• **DATA FOR REVIEW**:
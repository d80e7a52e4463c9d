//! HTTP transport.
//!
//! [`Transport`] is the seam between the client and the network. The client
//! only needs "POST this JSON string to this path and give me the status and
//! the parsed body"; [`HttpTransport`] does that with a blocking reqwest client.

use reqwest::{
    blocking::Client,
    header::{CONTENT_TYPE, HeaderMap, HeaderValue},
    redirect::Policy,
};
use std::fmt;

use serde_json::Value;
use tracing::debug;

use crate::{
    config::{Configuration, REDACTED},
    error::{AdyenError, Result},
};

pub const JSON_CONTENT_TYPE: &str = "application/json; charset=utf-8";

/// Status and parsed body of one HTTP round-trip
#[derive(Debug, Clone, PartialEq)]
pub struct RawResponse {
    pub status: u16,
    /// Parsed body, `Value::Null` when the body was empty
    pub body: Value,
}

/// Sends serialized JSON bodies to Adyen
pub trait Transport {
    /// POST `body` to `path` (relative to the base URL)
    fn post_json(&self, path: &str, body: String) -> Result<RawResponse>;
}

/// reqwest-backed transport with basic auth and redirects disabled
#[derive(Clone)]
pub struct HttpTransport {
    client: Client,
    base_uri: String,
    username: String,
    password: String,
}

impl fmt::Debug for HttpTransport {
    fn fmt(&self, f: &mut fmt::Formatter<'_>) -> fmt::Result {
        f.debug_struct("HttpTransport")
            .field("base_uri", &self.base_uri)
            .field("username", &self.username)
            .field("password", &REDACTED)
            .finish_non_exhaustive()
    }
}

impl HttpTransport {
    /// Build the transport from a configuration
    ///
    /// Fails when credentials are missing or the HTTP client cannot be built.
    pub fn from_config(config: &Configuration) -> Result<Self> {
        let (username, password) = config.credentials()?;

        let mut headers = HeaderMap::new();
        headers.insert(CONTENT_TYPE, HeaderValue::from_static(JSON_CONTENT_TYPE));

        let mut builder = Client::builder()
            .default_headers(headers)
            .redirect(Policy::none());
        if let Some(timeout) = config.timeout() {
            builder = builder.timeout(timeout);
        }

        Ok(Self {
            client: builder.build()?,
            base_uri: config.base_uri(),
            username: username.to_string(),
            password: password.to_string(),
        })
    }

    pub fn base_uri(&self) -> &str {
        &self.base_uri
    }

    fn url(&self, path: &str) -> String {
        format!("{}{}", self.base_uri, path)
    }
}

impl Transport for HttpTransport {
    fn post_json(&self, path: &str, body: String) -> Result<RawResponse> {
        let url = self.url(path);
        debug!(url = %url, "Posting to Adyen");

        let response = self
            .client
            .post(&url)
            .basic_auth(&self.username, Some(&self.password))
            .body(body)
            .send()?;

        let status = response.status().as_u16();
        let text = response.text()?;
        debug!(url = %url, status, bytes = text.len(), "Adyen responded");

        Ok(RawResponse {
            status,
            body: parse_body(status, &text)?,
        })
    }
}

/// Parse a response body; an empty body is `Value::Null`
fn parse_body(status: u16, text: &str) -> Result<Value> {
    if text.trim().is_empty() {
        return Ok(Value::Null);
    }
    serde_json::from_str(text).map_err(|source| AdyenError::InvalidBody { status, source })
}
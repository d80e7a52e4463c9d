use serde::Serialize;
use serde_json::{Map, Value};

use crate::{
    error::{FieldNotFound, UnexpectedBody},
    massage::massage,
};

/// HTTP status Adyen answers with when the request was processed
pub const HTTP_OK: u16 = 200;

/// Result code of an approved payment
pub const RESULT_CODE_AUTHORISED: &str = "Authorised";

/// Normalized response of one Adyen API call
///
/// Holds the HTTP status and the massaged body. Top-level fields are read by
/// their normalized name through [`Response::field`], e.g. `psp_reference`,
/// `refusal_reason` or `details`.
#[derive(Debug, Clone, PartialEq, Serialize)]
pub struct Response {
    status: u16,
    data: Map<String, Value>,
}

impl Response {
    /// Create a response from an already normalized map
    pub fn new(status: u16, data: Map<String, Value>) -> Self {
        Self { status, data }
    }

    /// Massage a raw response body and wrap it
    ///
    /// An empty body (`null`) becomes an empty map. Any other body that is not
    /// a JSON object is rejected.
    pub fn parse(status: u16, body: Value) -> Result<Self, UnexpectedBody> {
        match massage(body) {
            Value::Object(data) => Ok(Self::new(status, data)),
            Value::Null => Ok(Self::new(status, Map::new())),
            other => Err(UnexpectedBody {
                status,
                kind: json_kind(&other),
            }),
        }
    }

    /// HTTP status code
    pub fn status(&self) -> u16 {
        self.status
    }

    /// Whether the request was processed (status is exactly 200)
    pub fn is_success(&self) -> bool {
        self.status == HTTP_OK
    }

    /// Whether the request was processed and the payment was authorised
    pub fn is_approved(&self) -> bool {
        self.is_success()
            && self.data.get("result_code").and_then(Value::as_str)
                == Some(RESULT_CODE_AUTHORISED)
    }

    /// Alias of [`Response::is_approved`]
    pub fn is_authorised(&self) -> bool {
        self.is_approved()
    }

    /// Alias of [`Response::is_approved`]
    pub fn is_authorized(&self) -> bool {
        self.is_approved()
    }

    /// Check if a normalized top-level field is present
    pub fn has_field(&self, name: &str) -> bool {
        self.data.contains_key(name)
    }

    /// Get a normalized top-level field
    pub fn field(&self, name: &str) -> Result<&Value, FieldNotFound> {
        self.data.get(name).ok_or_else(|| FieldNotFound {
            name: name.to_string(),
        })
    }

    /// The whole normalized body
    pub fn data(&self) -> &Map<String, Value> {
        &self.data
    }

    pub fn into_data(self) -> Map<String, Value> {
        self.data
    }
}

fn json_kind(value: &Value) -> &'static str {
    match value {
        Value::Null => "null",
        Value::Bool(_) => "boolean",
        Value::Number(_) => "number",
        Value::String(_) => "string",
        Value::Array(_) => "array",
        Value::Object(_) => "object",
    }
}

• **TO DO**: Tally the lines in the records that contain the word "HeaderValue"; the answer is that number and nothing more.

• **FINAL ANSWER**: 2